//! Host configuration from environment variables

use std::path::PathBuf;
use thiserror::Error;
use tracing::Level;

use webauthn_bridge_core::{ClassifierPatterns, MIN_SUPPORTED_API_LEVEL};

pub const ENV_LOG_LEVEL: &str = "WEBAUTHN_BRIDGE_LOG_LEVEL";
pub const ENV_API_LEVEL: &str = "WEBAUTHN_BRIDGE_API_LEVEL";
pub const ENV_MIN_API_LEVEL: &str = "WEBAUTHN_BRIDGE_MIN_API_LEVEL";
pub const ENV_CANCEL_PATTERNS: &str = "WEBAUTHN_BRIDGE_CANCEL_PATTERNS";
pub const ENV_NO_PROVIDER_PATTERNS: &str = "WEBAUTHN_BRIDGE_NO_PROVIDER_PATTERNS";
pub const ENV_FIXTURES: &str = "WEBAUTHN_BRIDGE_FIXTURES";

/// Errors raised while loading configuration
#[derive(Error, Debug)]
pub enum ConfigError {
    #[error("{key} has invalid value '{value}'")]
    InvalidValue { key: &'static str, value: String },

    #[error("Failed to read fixtures from {}: {source}", .path.display())]
    FixtureRead {
        path: PathBuf,
        #[source]
        source: std::io::Error,
    },

    #[error("Failed to parse fixtures from {}: {source}", .path.display())]
    FixtureParse {
        path: PathBuf,
        #[source]
        source: serde_json::Error,
    },
}

/// Host configuration
#[derive(Debug, Clone)]
pub struct HostConfig {
    pub log_level: Level,
    /// API level reported by the (simulated) platform
    pub api_level: u32,
    /// Lowest API level answering `available: true`
    pub min_api_level: u32,
    pub patterns: ClassifierPatterns,
    /// Fixture file scripting the simulated platform
    pub fixtures: Option<PathBuf>,
}

impl Default for HostConfig {
    fn default() -> Self {
        Self {
            log_level: Level::INFO,
            api_level: MIN_SUPPORTED_API_LEVEL,
            min_api_level: MIN_SUPPORTED_API_LEVEL,
            patterns: ClassifierPatterns::default(),
            fixtures: None,
        }
    }
}

impl HostConfig {
    /// Read configuration from the process environment
    pub fn from_env() -> Result<Self, ConfigError> {
        Self::from_lookup(|key| std::env::var(key).ok())
    }

    /// Read configuration through an arbitrary key lookup
    pub fn from_lookup<F>(lookup: F) -> Result<Self, ConfigError>
    where
        F: Fn(&str) -> Option<String>,
    {
        let mut config = Self::default();

        if let Some(value) = lookup(ENV_LOG_LEVEL) {
            config.log_level = value
                .parse()
                .map_err(|_| ConfigError::InvalidValue {
                    key: ENV_LOG_LEVEL,
                    value,
                })?;
        }
        if let Some(value) = lookup(ENV_API_LEVEL) {
            config.api_level = parse_level(ENV_API_LEVEL, value)?;
        }
        if let Some(value) = lookup(ENV_MIN_API_LEVEL) {
            config.min_api_level = parse_level(ENV_MIN_API_LEVEL, value)?;
        }
        if let Some(value) = lookup(ENV_CANCEL_PATTERNS) {
            config.patterns.cancellation = parse_patterns(ENV_CANCEL_PATTERNS, value)?;
        }
        if let Some(value) = lookup(ENV_NO_PROVIDER_PATTERNS) {
            config.patterns.no_providers = parse_patterns(ENV_NO_PROVIDER_PATTERNS, value)?;
        }
        config.fixtures = lookup(ENV_FIXTURES)
            .filter(|path| !path.trim().is_empty())
            .map(PathBuf::from);

        Ok(config)
    }
}

fn parse_level(key: &'static str, value: String) -> Result<u32, ConfigError> {
    value
        .trim()
        .parse()
        .map_err(|_| ConfigError::InvalidValue { key, value })
}

fn parse_patterns(key: &'static str, value: String) -> Result<Vec<String>, ConfigError> {
    let patterns: Vec<String> = value
        .split(',')
        .map(str::trim)
        .filter(|p| !p.is_empty())
        .map(String::from)
        .collect();

    if patterns.is_empty() {
        return Err(ConfigError::InvalidValue { key, value });
    }
    Ok(patterns)
}
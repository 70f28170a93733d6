use std::sync::Arc;

use tracing::{debug, error};

use crate::application::ChatProvider;
use crate::domain::{DomainError, Message, Role, Transcript};

pub const WELLNESS_SYSTEM_PROMPT: &str = "You are a helpful assistant designed to help the user \
explore aspects of themselves and their emotions. Respond in a supportive and encouraging tone.";

pub const WELCOME_MESSAGE: &str =
    "Hi! I'm here to help you discover more about yourself. What would you like to explore today?";

/// Client-side transcript store: keeps the running conversation and submits
/// it in full on every turn.
pub struct ConversationUseCase {
    provider: Arc<dyn ChatProvider>,
    transcript: Transcript,
}

impl ConversationUseCase {
    pub fn new(provider: Arc<dyn ChatProvider>, transcript: Transcript) -> Self {
        Self {
            provider,
            transcript,
        }
    }

    /// Seeds the transcript with the wellness system prompt and the welcome
    /// greeting shown to the user.
    pub fn with_default_seed(provider: Arc<dyn ChatProvider>) -> Self {
        let mut transcript = Transcript::seeded(Message::system(WELLNESS_SYSTEM_PROMPT));
        transcript.push(Message::assistant(WELCOME_MESSAGE));
        Self::new(provider, transcript)
    }

    /// Sends one user turn. Blank input is ignored and yields `Ok(None)`.
    ///
    /// The user message is recorded before the provider is called and rolled
    /// back if the call fails, so a retry submits only the new turn.
    pub async fn send(&mut self, input: &str) -> Result<Option<String>, DomainError> {
        let text = input.trim();
        if text.is_empty() {
            return Ok(None);
        }

        self.transcript.push(Message::user(text));
        debug!("Submitting transcript of {} message(s)", self.transcript.len());

        match self.provider.reply(&self.transcript).await {
            Ok(reply) => {
                self.transcript.push(Message::assistant(reply.clone()));
                Ok(Some(reply))
            }
            Err(e) => {
                error!("Failed to get a reply: {}", e);
                self.transcript.pop();
                Err(e)
            }
        }
    }

    pub fn transcript(&self) -> &Transcript {
        &self.transcript
    }

    /// The most recent assistant message, e.g. the greeting before any turn.
    pub fn last_assistant_message(&self) -> Option<&str> {
        self.transcript
            .messages()
            .iter()
            .rev()
            .find(|m| m.role() == Role::Assistant)
            .map(|m| m.content())
    }
}
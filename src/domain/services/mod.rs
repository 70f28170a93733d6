//! Domain services containing the core conversation rules.

mod alternation;
mod error;

pub use alternation::*;
pub use error::*;
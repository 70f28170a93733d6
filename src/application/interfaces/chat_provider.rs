use async_trait::async_trait;

use crate::domain::{DomainError, Transcript};

/// Produces the assistant's next reply for a chat transcript.
///
/// Implementors own the vendor contract: a flat-list backend forwards the
/// transcript as-is, a chat-session backend rewrites it into strict
/// user/model alternation first. Consumers only ever hand over the full
/// transcript and get back the reply text.
#[async_trait]
pub trait ChatProvider: Send + Sync {
    async fn reply(&self, transcript: &Transcript) -> Result<String, DomainError>;

    /// Fails when the provider cannot serve any request, e.g. a missing
    /// credential. Checked before the request body is looked at.
    fn ensure_configured(&self) -> Result<(), DomainError> {
        Ok(())
    }

    /// Short name used in logs and the health endpoint.
    fn name(&self) -> &str;
}
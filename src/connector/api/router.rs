use anyhow::Result;

use crate::Commands;

use super::container::Container;
use super::controller::NormalizeController;

/// Dispatches the one-shot CLI commands. Long-running commands (`serve`,
/// `chat`) are driven directly from `main`.
pub struct Router<'a> {
    normalize_controller: NormalizeController<'a>,
}

impl<'a> Router<'a> {
    pub fn new(container: &'a Container) -> Self {
        Self {
            normalize_controller: NormalizeController::new(container),
        }
    }

    pub async fn route(&self, command: Commands) -> Result<String> {
        match command {
            Commands::Normalize { path } => self.normalize_controller.normalize(&path).await,
            Commands::Serve { .. } => unreachable!("serve command is handled separately in main"),
            Commands::Chat { .. } => unreachable!("chat command is handled separately in main"),
        }
    }
}
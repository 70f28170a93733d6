use reqwest::StatusCode;
use serde_json::Value;
use tracing::warn;

use crate::domain::DomainError;

/// Build a provider error from a non-success upstream response.
///
/// Both supported vendors report failures as `{"error": {"message": ...}}`.
/// The parsed body is kept as structured details; a body that is not JSON is
/// only logged.
pub(crate) fn from_error_body(vendor: &str, status: StatusCode, body: &str) -> DomainError {
    warn!("{vendor}: API returned {status}: {body}");

    match serde_json::from_str::<Value>(body) {
        Ok(details) => {
            let message = error_message(&details)
                .unwrap_or_else(|| format!("Error from {vendor} API (status {status})."));
            DomainError::provider_with_details(message, details)
        }
        Err(_) => DomainError::provider(format!("Error from {vendor} API (status {status}).")),
    }
}

pub(crate) fn from_transport(vendor: &str, err: reqwest::Error) -> DomainError {
    if err.is_timeout() {
        DomainError::provider(format!("{vendor} API request timed out: {err}"))
    } else {
        DomainError::provider(format!("{vendor} API request failed: {err}"))
    }
}

/// Extract `error.message` (or a bare string `error`) from a vendor payload.
pub(crate) fn error_message(payload: &Value) -> Option<String> {
    let error = payload.get("error")?;
    error
        .get("message")
        .and_then(Value::as_str)
        .or_else(|| error.as_str())
        .map(str::to_string)
}
pub mod container;
pub mod controller;
pub mod dto;
pub mod error;
pub mod http;
pub mod router;

pub use container::{Container, ContainerConfig, MissingCredentialPolicy, ProviderKind};
pub use error::ApiError;
pub use router::Router;
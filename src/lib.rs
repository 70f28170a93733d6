pub mod application;
pub mod cli;
pub mod connector;
pub mod domain;

pub use cli::Commands;

pub use application::{ChatProvider, ConversationUseCase, RelayChatUseCase};

pub use connector::{
    ChatSession, GeminiClient, MockChatProvider, OpenRouterClient, RelayClient,
    UnconfiguredProvider,
};

pub use connector::api::{
    ApiError, Container, ContainerConfig, MissingCredentialPolicy, ProviderKind, Router,
};

pub use domain::{
    normalize_alternating, AlternatingConversation, ChatTurn, DomainError, Message, Role,
    Transcript, TurnRole,
};
mod conversation;
mod relay_chat;

pub use conversation::*;
pub use relay_chat::*;
//! # Connector Layer
//!
//! External integrations implementing application interfaces:
//! - Provider adapters (Gemini chat sessions, OpenRouter completions, mock)
//! - HTTP relay surface (axum routes, controllers, wire types)
//! - Relay client for driving a conversation from the terminal

pub mod adapter;
pub mod api;

pub use adapter::*;
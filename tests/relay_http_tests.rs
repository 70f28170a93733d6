//! HTTP-level tests for the chat relay routes.

use std::sync::Arc;

use axum::body::{to_bytes, Body};
use axum::http::{header, Method, Request, StatusCode};
use axum::Router;
use serde_json::{json, Value};
use tower::ServiceExt;

use chat_relay::connector::api::http::{routes, CHAT_PATH, HEALTH_PATH};
use chat_relay::{
    ChatProvider, Container, ContainerConfig, MissingCredentialPolicy, MockChatProvider,
    ProviderKind,
};

fn app_with(provider: Arc<dyn ChatProvider>) -> Router {
    let container = Container::with_provider(ContainerConfig::new(ProviderKind::Mock), provider);
    routes(Arc::new(container))
}

fn post_chat(body: impl Into<Body>) -> Request<Body> {
    Request::builder()
        .method(Method::POST)
        .uri(CHAT_PATH)
        .header(header::CONTENT_TYPE, "application/json")
        .body(body.into())
        .unwrap()
}

async fn send(app: Router, request: Request<Body>) -> (StatusCode, Value) {
    let resp = app.oneshot(request).await.unwrap();
    let status = resp.status();
    let body = to_bytes(resp.into_body(), usize::MAX).await.unwrap();
    let value = if body.is_empty() {
        Value::Null
    } else {
        serde_json::from_slice(&body).unwrap()
    };
    (status, value)
}

#[tokio::test]
async fn test_chat_returns_reply() {
    let provider = Arc::new(MockChatProvider::new());
    let app = app_with(provider.clone());

    let body = json!({
        "messages": [
            {"role": "system", "content": "be supportive"},
            {"role": "assistant", "content": "Hi! What would you like to explore today?"},
            {"role": "user", "content": "My stress"}
        ]
    });
    let (status, value) = send(app, post_chat(body.to_string())).await;

    assert_eq!(status, StatusCode::OK);
    assert_eq!(value, json!({"reply": "You said: My stress"}));
    assert_eq!(provider.call_count(), 1);
}

#[tokio::test]
async fn test_empty_messages_rejected_before_provider_call() {
    let provider = Arc::new(MockChatProvider::new());

    for body in [json!({"messages": []}), json!({}), json!({"messages": "hi"})] {
        let (status, value) = send(app_with(provider.clone()), post_chat(body.to_string())).await;
        assert_eq!(status, StatusCode::BAD_REQUEST);
        assert_eq!(
            value,
            json!({"error": "Invalid or empty messages array provided."})
        );
    }

    assert_eq!(provider.call_count(), 0);
}

#[tokio::test]
async fn test_malformed_json_is_a_client_error() {
    let provider = Arc::new(MockChatProvider::new());
    let (status, value) = send(app_with(provider.clone()), post_chat("{not json")).await;

    assert_eq!(status, StatusCode::BAD_REQUEST);
    assert_eq!(value["error"], json!("Invalid JSON in request body."));
    assert_eq!(provider.call_count(), 0);
}

#[tokio::test]
async fn test_unknown_role_is_a_client_error() {
    let body = json!({"messages": [{"role": "tool", "content": "x"}]});
    let (status, value) = send(
        app_with(Arc::new(MockChatProvider::new())),
        post_chat(body.to_string()),
    )
    .await;

    assert_eq!(status, StatusCode::BAD_REQUEST);
    assert!(value["error"]
        .as_str()
        .unwrap()
        .starts_with("Invalid message at index 0"));
}

#[tokio::test]
async fn test_provider_failure_reports_message_and_details() {
    let provider = Arc::new(MockChatProvider::failing(
        "Rate limit exceeded",
        Some(json!({"error": {"code": 429}})),
    ));
    let body = json!({"messages": [{"role": "user", "content": "Hi"}]});

    let (status, value) = send(app_with(provider), post_chat(body.to_string())).await;

    assert_eq!(status, StatusCode::INTERNAL_SERVER_ERROR);
    assert_eq!(value["error"], json!("Rate limit exceeded"));
    assert_eq!(value["details"]["error"]["code"], json!(429));
}

#[tokio::test]
async fn test_provider_failure_without_details_sends_null() {
    let provider = Arc::new(MockChatProvider::failing("upstream down", None));
    let body = json!({"messages": [{"role": "user", "content": "Hi"}]});

    let (status, value) = send(app_with(provider), post_chat(body.to_string())).await;

    assert_eq!(status, StatusCode::INTERNAL_SERVER_ERROR);
    assert_eq!(value, json!({"error": "upstream down", "details": null}));
}

#[tokio::test]
async fn test_missing_credential_fails_each_request() {
    let mut config = ContainerConfig::new(ProviderKind::OpenRouter);
    config.missing_credential = MissingCredentialPolicy::PerRequest;
    let app = routes(Arc::new(Container::new(config).unwrap()));

    let body = json!({"messages": [{"role": "user", "content": "Hi"}]});
    let (status, value) = send(app, post_chat(body.to_string())).await;

    assert_eq!(status, StatusCode::INTERNAL_SERVER_ERROR);
    assert_eq!(
        value,
        json!({"error": "Server configuration error: API key not set."})
    );
}

#[tokio::test]
async fn test_responses_carry_cors_headers() {
    let app = app_with(Arc::new(MockChatProvider::new()));
    let body = json!({"messages": [{"role": "user", "content": "Hi"}]});

    let resp = app.oneshot(post_chat(body.to_string())).await.unwrap();

    let headers = resp.headers();
    assert_eq!(headers[header::ACCESS_CONTROL_ALLOW_ORIGIN], "*");
    assert_eq!(headers[header::ACCESS_CONTROL_ALLOW_METHODS], "POST, OPTIONS");
    assert_eq!(headers[header::ACCESS_CONTROL_ALLOW_HEADERS], "Content-Type");
}

#[tokio::test]
async fn test_preflight() {
    let app = app_with(Arc::new(MockChatProvider::new()));
    let request = Request::builder()
        .method(Method::OPTIONS)
        .uri(CHAT_PATH)
        .body(Body::empty())
        .unwrap();

    let resp = app.oneshot(request).await.unwrap();

    assert_eq!(resp.status(), StatusCode::NO_CONTENT);
    assert_eq!(resp.headers()[header::ACCESS_CONTROL_ALLOW_ORIGIN], "*");
}

#[tokio::test]
async fn test_health_names_provider() {
    let app = app_with(Arc::new(MockChatProvider::new()));
    let request = Request::builder()
        .uri(HEALTH_PATH)
        .body(Body::empty())
        .unwrap();

    let (status, value) = send(app, request).await;

    assert_eq!(status, StatusCode::OK);
    assert_eq!(value, json!({"status": "ok", "provider": "mock"}));
}

#[tokio::test]
async fn test_get_on_chat_path_is_not_allowed() {
    let app = app_with(Arc::new(MockChatProvider::new()));
    let request = Request::builder()
        .uri(CHAT_PATH)
        .body(Body::empty())
        .unwrap();

    let resp = app.oneshot(request).await.unwrap();
    assert_eq!(resp.status(), StatusCode::METHOD_NOT_ALLOWED);
}

#[tokio::test]
async fn test_alternating_provider_rejects_trailing_assistant() {
    use std::time::Duration;

    use chat_relay::GeminiClient;

    // Unroutable upstream: the request must fail before any network call.
    let gemini = GeminiClient::new(
        "k",
        "gemini-1.5-flash-latest",
        "http://127.0.0.1:1",
        Duration::from_secs(1),
    );
    let app = app_with(Arc::new(gemini));
    let body = json!({
        "messages": [
            {"role": "user", "content": "Hi"},
            {"role": "assistant", "content": "Hello"}
        ]
    });

    let (status, value) = send(app, post_chat(body.to_string())).await;

    assert_eq!(status, StatusCode::BAD_REQUEST);
    assert_eq!(
        value,
        json!({"error": "Invalid conversation history format: Missing latest user message."})
    );
}

#[tokio::test]
async fn test_missing_credential_is_reported_before_body_validation() {
    let mut config = ContainerConfig::new(ProviderKind::Gemini);
    config.missing_credential = MissingCredentialPolicy::PerRequest;
    let container = Arc::new(Container::new(config).unwrap());

    for body in [json!({"messages": []}).to_string(), "{not json".to_string()] {
        let (status, value) = send(routes(container.clone()), post_chat(body)).await;
        assert_eq!(status, StatusCode::INTERNAL_SERVER_ERROR);
        assert_eq!(
            value,
            json!({"error": "Server configuration error: API key not set."})
        );
    }
}

#[tokio::test]
async fn test_missing_content_type_is_named() {
    let provider = Arc::new(MockChatProvider::new());
    let body = json!({"messages": [{"role": "user", "content": "Hi"}]});
    let request = Request::builder()
        .method(Method::POST)
        .uri(CHAT_PATH)
        .body(Body::from(body.to_string()))
        .unwrap();

    let (status, value) = send(app_with(provider.clone()), request).await;

    assert_eq!(status, StatusCode::BAD_REQUEST);
    assert_eq!(
        value["error"],
        json!("Expected request with `Content-Type: application/json`.")
    );
    assert_eq!(provider.call_count(), 0);
}
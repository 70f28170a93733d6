use std::sync::atomic::{AtomicUsize, Ordering};

use async_trait::async_trait;
use serde_json::Value;

use crate::application::ChatProvider;
use crate::domain::{DomainError, Role, Transcript};

/// Offline provider for local development and tests.
///
/// Replies by echoing the latest user message, or fails every call with a
/// fixed provider error when built with [`MockChatProvider::failing`].
pub struct MockChatProvider {
    failure: Option<(String, Option<Value>)>,
    calls: AtomicUsize,
}

impl MockChatProvider {
    pub fn new() -> Self {
        Self {
            failure: None,
            calls: AtomicUsize::new(0),
        }
    }

    pub fn failing(message: impl Into<String>, details: Option<Value>) -> Self {
        Self {
            failure: Some((message.into(), details)),
            calls: AtomicUsize::new(0),
        }
    }

    pub fn call_count(&self) -> usize {
        self.calls.load(Ordering::SeqCst)
    }
}

impl Default for MockChatProvider {
    fn default() -> Self {
        Self::new()
    }
}

#[async_trait]
impl ChatProvider for MockChatProvider {
    async fn reply(&self, transcript: &Transcript) -> Result<String, DomainError> {
        self.calls.fetch_add(1, Ordering::SeqCst);

        if let Some((message, details)) = &self.failure {
            return Err(DomainError::Provider {
                message: message.clone(),
                details: details.clone(),
            });
        }

        let latest = transcript
            .messages()
            .iter()
            .rev()
            .find(|m| m.role() == Role::User)
            .map(|m| m.content())
            .unwrap_or("");

        Ok(format!("You said: {}", latest))
    }

    fn name(&self) -> &str {
        "mock"
    }
}
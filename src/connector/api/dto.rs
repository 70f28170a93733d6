//! Wire shapes of the relay endpoint, shared by the server and the client.

use serde::{Deserialize, Serialize};
use serde_json::Value;

use crate::domain::{DomainError, Message, EMPTY_TRANSCRIPT_MESSAGE};

#[derive(Debug, Serialize)]
pub struct ChatRequest<'a> {
    pub messages: &'a [Message],
}

#[derive(Debug, Clone, PartialEq, Eq, Serialize, Deserialize)]
pub struct ChatReply {
    pub reply: String,
}

#[derive(Debug, Clone, PartialEq, Serialize, Deserialize)]
pub struct ErrorBody {
    pub error: String,
    /// Present (possibly `null`) only for provider failures.
    #[serde(default, skip_serializing_if = "Option::is_none")]
    pub details: Option<Value>,
}

#[derive(Debug, Clone, PartialEq, Eq, Serialize, Deserialize)]
pub struct HealthStatus {
    pub status: String,
    pub provider: String,
}

/// Pull the `messages` list out of a decoded request payload.
///
/// A bare array is accepted as the list itself. Anything that is not a
/// non-empty list of `{role, content}` objects is a client input error.
pub fn messages_from_payload(payload: Value) -> Result<Vec<Message>, DomainError> {
    let items = match payload {
        Value::Array(items) => items,
        Value::Object(mut map) => match map.remove("messages") {
            Some(Value::Array(items)) => items,
            _ => Vec::new(),
        },
        _ => Vec::new(),
    };

    if items.is_empty() {
        return Err(DomainError::invalid_input(EMPTY_TRANSCRIPT_MESSAGE));
    }

    items
        .into_iter()
        .enumerate()
        .map(|(index, item)| {
            serde_json::from_value::<Message>(item).map_err(|e| {
                DomainError::invalid_input(format!("Invalid message at index {index}: {e}"))
            })
        })
        .collect()
}
use serde_json::Value;

use super::super::dto::{messages_from_payload, ChatReply};
use super::super::error::ApiError;
use super::super::Container;

pub struct ChatController<'a> {
    container: &'a Container,
}

impl<'a> ChatController<'a> {
    pub fn new(container: &'a Container) -> Self {
        Self { container }
    }

    /// Rejects every request up front when the provider is unusable.
    pub fn ensure_configured(&self) -> Result<(), ApiError> {
        Ok(self.container.relay_use_case().ensure_configured()?)
    }

    pub async fn chat(&self, payload: Value) -> Result<ChatReply, ApiError> {
        let messages = messages_from_payload(payload)?;

        let use_case = self.container.relay_use_case();
        let reply = use_case.execute(messages).await?;

        Ok(ChatReply { reply })
    }
}
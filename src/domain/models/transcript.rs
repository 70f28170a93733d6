use serde::{Deserialize, Serialize};

use super::{Message, Role};
use crate::domain::DomainError;

pub const EMPTY_TRANSCRIPT_MESSAGE: &str = "Invalid or empty messages array provided.";

/// Ordered, append-only list of chat turns exchanged so far. Never empty.
#[derive(Debug, Clone, PartialEq, Eq, Serialize, Deserialize)]
#[serde(try_from = "Vec<Message>", into = "Vec<Message>")]
pub struct Transcript {
    messages: Vec<Message>,
}

impl Transcript {
    pub fn new(messages: Vec<Message>) -> Result<Self, DomainError> {
        if messages.is_empty() {
            return Err(DomainError::invalid_input(EMPTY_TRANSCRIPT_MESSAGE));
        }
        Ok(Self { messages })
    }

    /// Starts a transcript from a single seed message.
    pub fn seeded(first: Message) -> Self {
        Self {
            messages: vec![first],
        }
    }

    pub fn push(&mut self, message: Message) {
        self.messages.push(message);
    }

    /// Removes the newest message. The first message is never removed.
    pub fn pop(&mut self) -> Option<Message> {
        if self.messages.len() > 1 {
            self.messages.pop()
        } else {
            None
        }
    }

    pub fn messages(&self) -> &[Message] {
        &self.messages
    }

    pub fn len(&self) -> usize {
        self.messages.len()
    }

    pub fn is_empty(&self) -> bool {
        self.messages.is_empty()
    }

    pub fn last(&self) -> Option<&Message> {
        self.messages.last()
    }

    pub fn count_role(&self, role: Role) -> usize {
        self.messages.iter().filter(|m| m.role() == role).count()
    }
}

impl TryFrom<Vec<Message>> for Transcript {
    type Error = DomainError;

    fn try_from(messages: Vec<Message>) -> Result<Self, Self::Error> {
        Self::new(messages)
    }
}

impl From<Transcript> for Vec<Message> {
    fn from(transcript: Transcript) -> Self {
        transcript.messages
    }
}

◆ ◆ ◆

Action item
Give back exactly the lines of the listing above, starting with its first line and ending with the line that holds "pub const ENV_API_LEVEL: &str".

Expected output
//! Host configuration from environment variables

use std::path::PathBuf;
use thiserror::Error;
use tracing::Level;

use webauthn_bridge_core::{ClassifierPatterns, MIN_SUPPORTED_API_LEVEL};

pub const ENV_LOG_LEVEL: &str = "WEBAUTHN_BRIDGE_LOG_LEVEL";
pub const ENV_API_LEVEL: &str = "WEBAUTHN_BRIDGE_API_LEVEL";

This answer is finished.